TRANQUEBAR
ALTERNATIVE REALITIES
Alternative Realities is a travelogue, a memoir, a satire and a feminist critique of Muslim women's lives, interwoven with the author's own ongoing struggles as a Muslim woman.
Each chapter presents personal stories of women living in cities, small towns and villages in India, Pakistan and Bangladeshthe three lands to which Nighat Gandhi belongs. In writing their stories, she attempts to break the silence enshrouding Muslim women's sexuality, and the ways in which they negotiate the restrictions placed on their freedoms within the framework of their culture. Women like Ghazala, who prefers the life of a second wife, 'living like a married single woman', to being bound within the ties of a conventional marriage; Nusrat and QT who believe theirs is a normal marriage, except that they are both women; Nisho, who refuses to accept that her transsexuality should deny her the right to love, and Firdaus, writer and feminist, who can walk out of a loveless marriage but not give up on love, with or without marriage.

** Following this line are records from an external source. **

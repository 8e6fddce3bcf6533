use ranking_core::{DqMode, MetricRow};
use serde::{Deserialize, Serialize};

/// Outcome of the hard-exclusion check for one row.
#[derive(Debug, Clone, Serialize, Deserialize)]
pub struct DisqualificationVerdict {
    pub excluded: bool,
    pub reason: String,
}

impl DisqualificationVerdict {
    fn excluded(reason: String) -> Self {
        Self {
            excluded: true,
            reason,
        }
    }

    fn passed() -> Self {
        Self {
            excluded: false,
            reason: String::new(),
        }
    }
}

/// Evaluate the hard disqualification rules in order; first match wins.
///
/// FCF-based rules are gated by `dq_mode`; valuation, profitability and
/// volatility rules apply in every mode and every sector. Disqualified
/// rows never receive a composite score or tier.
pub fn should_disqualify(
    row: &MetricRow,
    is_financial: bool,
    dq_mode: DqMode,
) -> DisqualificationVerdict {
    let fcf_rules_apply = dq_mode.applies_fcf_rules(is_financial);

    // Massive cash burn
    if let Some(fcf) = row.fcf {
        if fcf < -500.0 && fcf_rules_apply {
            return DisqualificationVerdict::excluded(format!(
                "Massive cash burn: FCF {:.0} Cr (unsustainable)",
                fcf
            ));
        }
    }

    if let Some(pe) = row.pe_ratio {
        if pe > 100.0 {
            return DisqualificationVerdict::excluded(format!(
                "Extreme P/E ratio: {:.1} (speculative valuation)",
                pe
            ));
        }
        // Shadowed by the rule above; kept to document the data-error band
        if pe > 500.0 {
            return DisqualificationVerdict::excluded(format!(
                "Absurd P/E ratio: {:.1} (likely data error)",
                pe
            ));
        }
    }

    // Negative FCF combined with very high leverage
    if let (Some(fcf), Some(de)) = (row.fcf, row.debt_equity) {
        if fcf < -100.0 && de > 2.0 && fcf_rules_apply {
            return DisqualificationVerdict::excluded(
                "Negative FCF with very high debt (bankruptcy risk)".to_string(),
            );
        }
    }

    if let Some(roe) = row.roe {
        if roe < 0.0 {
            return DisqualificationVerdict::excluded(format!(
                "Negative ROE: {:.1}% (unprofitable)",
                roe
            ));
        }
    }

    // Token FCF on a large market cap
    if let (Some(fcf), Some(mcap)) = (row.fcf, row.market_cap) {
        if fcf > 0.0 && fcf < 10.0 && mcap > 1000.0 {
            let fcf_yield = (fcf / mcap) * 100.0;
            if fcf_yield < 0.5 && fcf_rules_apply {
                return DisqualificationVerdict::excluded(format!(
                    "Minimal FCF ({:.1} Cr) for {:.0} Cr market cap (speculative)",
                    fcf, mcap
                ));
            }
        }
    }

    if let (Some(ret), Some(fcf), Some(roe)) = (row.return_1yr, row.fcf, row.roe) {
        if ret.abs() > 2000.0 && fcf < 0.0 && roe < 15.0 {
            return DisqualificationVerdict::excluded(
                "Extreme volatility with poor fundamentals (speculative)".to_string(),
            );
        }
    }

    DisqualificationVerdict::passed()
}

#[cfg(test)]
mod tests {
    use super::*;

    fn burner() -> MetricRow {
        MetricRow {
            fcf: Some(-600.0),
            ..MetricRow::new("Burner Co")
        }
    }

    #[test]
    fn massive_cash_burn_disqualifies_industrials() {
        let verdict = should_disqualify(&burner(), false, DqMode::FinancialsOnlyOff);
        assert!(verdict.excluded);
        assert!(verdict.reason.contains("cash burn"));
    }

    #[test]
    fn financials_skip_fcf_rules_by_default() {
        let verdict = should_disqualify(&burner(), true, DqMode::FinancialsOnlyOff);
        assert!(!verdict.excluded);

        // global_on re-enables the rule for financials
        let verdict = should_disqualify(&burner(), true, DqMode::GlobalOn);
        assert!(verdict.excluded);
    }

    #[test]
    fn global_off_skips_fcf_rules_everywhere() {
        let verdict = should_disqualify(&burner(), false, DqMode::GlobalOff);
        assert!(!verdict.excluded);
    }

    #[test]
    fn extreme_pe_applies_in_every_mode() {
        let row = MetricRow {
            pe_ratio: Some(150.0),
            ..MetricRow::new("Speculative Co")
        };
        for mode in [DqMode::FinancialsOnlyOff, DqMode::GlobalOff, DqMode::GlobalOn] {
            let verdict = should_disqualify(&row, true, mode);
            assert!(verdict.excluded, "mode {:?}", mode);
            assert!(verdict.reason.contains("Extreme P/E"));
        }
    }

    #[test]
    fn extreme_pe_rule_fires_first() {
        // First match wins: even a P/E of 700 reports as extreme
        let row = MetricRow {
            pe_ratio: Some(700.0),
            ..MetricRow::new("Data Error Co")
        };
        let verdict = should_disqualify(&row, false, DqMode::FinancialsOnlyOff);
        assert!(verdict.excluded);
        assert!(verdict.reason.contains("Extreme P/E"));
    }

    #[test]
    fn negative_roe_always_disqualifies() {
        let row = MetricRow {
            roe: Some(-4.0),
            ..MetricRow::new("Loss Maker")
        };
        let verdict = should_disqualify(&row, true, DqMode::GlobalOff);
        assert!(verdict.excluded);
        assert!(verdict.reason.contains("Negative ROE"));
    }

    #[test]
    fn minimal_fcf_yield_on_large_cap() {
        let row = MetricRow {
            fcf: Some(4.0),
            market_cap: Some(5000.0),
            ..MetricRow::new("Token FCF Co")
        };
        let verdict = should_disqualify(&row, false, DqMode::FinancialsOnlyOff);
        assert!(verdict.excluded);
        assert!(verdict.reason.contains("Minimal FCF"));
    }

    #[test]
    fn clean_row_passes() {
        let row = MetricRow {
            roe: Some(18.0),
            fcf: Some(300.0),
            pe_ratio: Some(22.0),
            ..MetricRow::new("Healthy Co")
        };
        assert!(!should_disqualify(&row, false, DqMode::FinancialsOnlyOff).excluded);
    }
}
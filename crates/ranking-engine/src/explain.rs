//! Explanation text for ranked rows: headline strengths and the
//! philosophy-specific reason a company landed where it did.

use philosophy_profiles::PhilosophyProfile;
use ranking_core::{Metric, MetricRow};

/// Up to five headline strengths for one company.
pub fn key_drivers(row: &MetricRow) -> Vec<String> {
    let mut drivers = Vec::new();

    if let Some(roe) = row.roe {
        if roe > 20.0 {
            drivers.push(format!("ROE {:.1}%", roe));
        }
    }
    if let Some(roce) = row.roce {
        if roce > 20.0 {
            drivers.push(format!("ROCE {:.1}%", roce));
        }
    }
    if let Some(opm) = row.opm {
        if opm > 15.0 {
            drivers.push(format!("OPM {:.1}%", opm));
        }
    }
    if let Some(growth) = row.profit_growth_3yr {
        if growth > 20.0 {
            drivers.push(format!("Profit Growth {:.0}%", growth));
        }
    }
    if let Some(growth) = row.sales_growth_5yr {
        if growth > 15.0 {
            drivers.push(format!("Sales Growth {:.0}%", growth));
        }
    }
    if let Some(growth) = row.eps_growth_3yr {
        if growth > 20.0 {
            drivers.push(format!("EPS Growth {:.0}%", growth));
        }
    }
    if let Some(de) = row.debt_equity {
        if de < 0.5 {
            drivers.push(format!("Low D/E {:.2}", de));
        }
    }
    if let Some(fcf) = row.fcf {
        if fcf > 0.0 {
            drivers.push("Positive FCF".to_string());
        }
    }
    if let Some(pe) = row.pe_ratio {
        if pe > 0.0 && pe < 15.0 {
            drivers.push(format!("Attractive P/E {:.1}", pe));
        }
    }
    if let Some(peg) = row.peg {
        if peg > 0.0 && peg < 1.0 {
            drivers.push(format!("Low PEG {:.2}", peg));
        }
    }
    if let Some(yield_pct) = row.dividend_yield {
        if yield_pct > 2.0 {
            drivers.push(format!("Div Yield {:.1}%", yield_pct));
        }
    }

    drivers.truncate(5);
    drivers
}

/// Explain a rank in terms of the philosophy's three heaviest metrics.
pub fn ranking_reason(row: &MetricRow, profile: &PhilosophyProfile, rank: usize) -> String {
    let mut top_metrics: Vec<(Metric, f64)> = profile.weights.clone();
    top_metrics.sort_by(|a, b| b.1.partial_cmp(&a.1).unwrap_or(std::cmp::Ordering::Equal));
    top_metrics.truncate(3);

    let mut reasons = Vec::new();
    for (metric, _) in top_metrics {
        let Some(value) = row.get(metric) else {
            continue;
        };
        match metric {
            Metric::Roe if value > 20.0 => {
                reasons.push(format!("Excellent ROE of {:.1}%", value))
            }
            Metric::Roe if value > 15.0 => {
                reasons.push(format!("Strong ROE of {:.1}%", value))
            }
            Metric::Roce if value > 20.0 => {
                reasons.push(format!("High ROCE of {:.1}%", value))
            }
            Metric::DebtEquity if value < 0.5 => {
                reasons.push(format!("Low debt-to-equity ratio of {:.2}", value))
            }
            Metric::ProfitGrowth3Yr
            | Metric::ProfitGrowth5Yr
            | Metric::SalesGrowth5Yr
            | Metric::EpsGrowth3Yr
                if value > 20.0 =>
            {
                reasons.push(format!("Strong growth of {:.0}%", value))
            }
            Metric::Fcf if value > 500.0 => {
                reasons.push(format!("Strong free cash flow of {:.0} Cr", value))
            }
            Metric::PeRatio if value > 0.0 && value < 15.0 => {
                reasons.push(format!("Attractive P/E ratio of {:.1}", value))
            }
            Metric::Peg if value > 0.0 && value < 1.0 => {
                reasons.push(format!("Excellent PEG ratio of {:.2}", value))
            }
            Metric::DividendYield if value > 2.0 => {
                reasons.push(format!("Good dividend yield of {:.1}%", value))
            }
            _ => {}
        }
    }

    if reasons.is_empty() {
        format!(
            "Ranked #{} based on {} investment philosophy.",
            rank, profile.display_name
        )
    } else {
        format!(
            "Ranked #{}: {}. Aligns well with {} investment criteria.",
            rank,
            reasons.join(". "),
            profile.display_name
        )
    }
}
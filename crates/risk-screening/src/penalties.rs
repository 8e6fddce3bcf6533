use std::collections::BTreeMap;

use ranking_core::MetricRow;
use serde::{Deserialize, Serialize};

/// Named reasons a row's score gets discounted.
#[derive(
    Debug, Clone, Copy, PartialEq, Eq, PartialOrd, Ord, Hash, Serialize, Deserialize,
)]
#[serde(rename_all = "snake_case")]
pub enum PenaltyReason {
    NegativeFcf,
    ExtremePe,
    HighPe,
    ModeratePe,
    HighDebt,
    ModerateDebt,
    VeryLowRoe,
    LowRoe,
    ModerateRoe,
    LowRoce,
    ModerateRoce,
    HighPeg,
    LowRoeNegativeGrowth,
    LowRoeHighFcf,
    LowFcfRelative,
    MultipleRedFlags,
    ExtremeVolatility,
    HighVolatility,
}

impl PenaltyReason {
    pub fn as_str(&self) -> &'static str {
        match self {
            PenaltyReason::NegativeFcf => "negative_fcf",
            PenaltyReason::ExtremePe => "extreme_pe",
            PenaltyReason::HighPe => "high_pe",
            PenaltyReason::ModeratePe => "moderate_pe",
            PenaltyReason::HighDebt => "high_debt",
            PenaltyReason::ModerateDebt => "moderate_debt",
            PenaltyReason::VeryLowRoe => "very_low_roe",
            PenaltyReason::LowRoe => "low_roe",
            PenaltyReason::ModerateRoe => "moderate_roe",
            PenaltyReason::LowRoce => "low_roce",
            PenaltyReason::ModerateRoce => "moderate_roce",
            PenaltyReason::HighPeg => "high_peg",
            PenaltyReason::LowRoeNegativeGrowth => "low_roe_negative_growth",
            PenaltyReason::LowRoeHighFcf => "low_roe_high_fcf",
            PenaltyReason::LowFcfRelative => "low_fcf_relative",
            PenaltyReason::MultipleRedFlags => "multiple_red_flags",
            PenaltyReason::ExtremeVolatility => "extreme_volatility",
            PenaltyReason::HighVolatility => "high_volatility",
        }
    }

    /// Human-readable warning label for reports.
    pub fn label(&self) -> &'static str {
        match self {
            PenaltyReason::NegativeFcf => "Negative Free Cash Flow",
            PenaltyReason::ExtremePe => "Extreme P/E Ratio (>100)",
            PenaltyReason::HighPe => "High P/E Ratio (>50)",
            PenaltyReason::ModeratePe => "Moderate P/E (25-50x)",
            PenaltyReason::HighDebt => "High Debt/Equity",
            PenaltyReason::ModerateDebt => "Moderate Debt",
            PenaltyReason::VeryLowRoe => "Very Low ROE (<8%)",
            PenaltyReason::LowRoe => "Low ROE (<10%)",
            PenaltyReason::ModerateRoe => "Moderate ROE (<12%)",
            PenaltyReason::LowRoce => "Low ROCE (<12%)",
            PenaltyReason::ModerateRoce => "Moderate ROCE (<15%)",
            PenaltyReason::HighPeg => "High PEG Ratio (>2)",
            PenaltyReason::LowRoeNegativeGrowth => "Low ROE + Negative Growth",
            PenaltyReason::LowRoeHighFcf => "Low ROE despite High FCF",
            PenaltyReason::LowFcfRelative => "Low FCF Relative to Size",
            PenaltyReason::MultipleRedFlags => "Multiple Quality Concerns",
            PenaltyReason::ExtremeVolatility => "Extreme Volatility",
            PenaltyReason::HighVolatility => "High Volatility",
        }
    }
}

/// Mapping of penalty reason to score discount fraction.
pub type PenaltySet = BTreeMap<PenaltyReason, f64>;

/// Fraction of the total penalty sum the scoring layer will honor.
pub const PENALTY_CAP: f64 = 0.6;

/// Compute the named risk penalties for one row.
///
/// Financial-sector rows get softer treatment where leverage and negative
/// accounting FCF are structural: the negative-FCF penalty drops from 40%
/// to 10% and debt thresholds move from 1.5/1.0 to 5.0/3.0.
pub fn penalties_for(row: &MetricRow, is_financial: bool) -> PenaltySet {
    let mut penalties = PenaltySet::new();

    if let Some(fcf) = row.fcf {
        if fcf < 0.0 {
            let amount = if is_financial { 0.10 } else { 0.40 };
            penalties.insert(PenaltyReason::NegativeFcf, amount);
        }
    }

    if let Some(pe) = row.pe_ratio {
        if pe > 100.0 {
            penalties.insert(PenaltyReason::ExtremePe, 0.25);
        } else if pe > 50.0 {
            penalties.insert(PenaltyReason::HighPe, 0.15);
        } else if pe > 25.0 {
            penalties.insert(PenaltyReason::ModeratePe, 0.05);
        }
    }

    if let Some(de) = row.debt_equity {
        if is_financial {
            // Leverage is part of the business model; lenient thresholds
            if de > 5.0 {
                penalties.insert(PenaltyReason::HighDebt, 0.15);
            } else if de > 3.0 {
                penalties.insert(PenaltyReason::ModerateDebt, 0.05);
            }
        } else if de > 1.5 {
            penalties.insert(PenaltyReason::HighDebt, 0.20);
        } else if de > 1.0 {
            penalties.insert(PenaltyReason::ModerateDebt, 0.10);
        }
    }

    if let Some(roe) = row.roe {
        if roe < 8.0 {
            penalties.insert(PenaltyReason::VeryLowRoe, 0.30);
        } else if roe < 10.0 {
            penalties.insert(PenaltyReason::LowRoe, 0.20);
        } else if roe < 12.0 {
            penalties.insert(PenaltyReason::ModerateRoe, 0.10);
        }
    }

    if let Some(roce) = row.roce {
        if roce < 12.0 {
            penalties.insert(PenaltyReason::LowRoce, 0.10);
        } else if roce < 15.0 {
            penalties.insert(PenaltyReason::ModerateRoce, 0.05);
        }
    }

    if let Some(peg) = row.peg {
        if peg > 2.0 {
            penalties.insert(PenaltyReason::HighPeg, 0.10);
        }
    }

    // Don't let massive FCF mask structurally poor profitability. A
    // fortress balance sheet (FCF > 1000 Cr and D/E < 0.3) softens the
    // penalty rather than removing it.
    if let (Some(roe), Some(fcf), Some(growth)) = (row.roe, row.fcf, row.profit_growth_3yr) {
        if roe < 8.0 && growth < 0.0 {
            let fortress = fcf > 1000.0 && row.debt_equity.unwrap_or(1.0) < 0.3;
            if fortress {
                penalties.insert(PenaltyReason::LowRoeHighFcf, 0.20);
            } else {
                penalties.insert(PenaltyReason::LowRoeNegativeGrowth, 0.50);
            }
        }
    }

    if let (Some(fcf), Some(mcap)) = (row.fcf, row.market_cap) {
        if !is_financial && fcf > 0.0 && fcf < 100.0 && mcap > 1000.0 {
            penalties.insert(PenaltyReason::LowFcfRelative, 0.10);
        }
    }

    // Compound penalty: two or more independent red flags co-occurring
    // should outweigh any single strong metric.
    let mut red_flags = 0u32;
    if row.roe.is_some_and(|roe| roe < 10.0) {
        red_flags += 1;
    }
    if row.profit_growth_3yr.is_some_and(|g| g < 0.0) {
        red_flags += 1;
    }
    if !is_financial
        && row.fcf.is_some_and(|fcf| fcf < 100.0)
        && row.market_cap.is_some_and(|mcap| mcap > 1000.0)
    {
        red_flags += 1;
    }
    if row.debt_equity.is_some_and(|de| de > 1.0) {
        red_flags += 1;
    }
    if red_flags >= 2 {
        penalties.insert(PenaltyReason::MultipleRedFlags, 0.10 * red_flags as f64);
    }

    if let Some(ret) = row.return_1yr {
        if ret.abs() > 1000.0 {
            penalties.insert(PenaltyReason::ExtremeVolatility, 0.20);
        } else if ret.abs() > 500.0 {
            penalties.insert(PenaltyReason::HighVolatility, 0.10);
        }
    }

    penalties
}

/// Sum of penalties as used by the scoring layer, clamped to [`PENALTY_CAP`].
pub fn capped_penalty_total(penalties: &PenaltySet) -> f64 {
    penalties.values().sum::<f64>().min(PENALTY_CAP)
}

Nighat also explores her own story as a woman who dared to make choices that pitted her against her family and cultures. Alternative Realities is her jihad or struggle to deconstruct the demeaning stereotypes that prevail about all Muslim women. It is a reflection of the myriad ways in which, despite these misogynistic forces, they continue to weave webs of love and peace in their own lives and in the lives of those they live with.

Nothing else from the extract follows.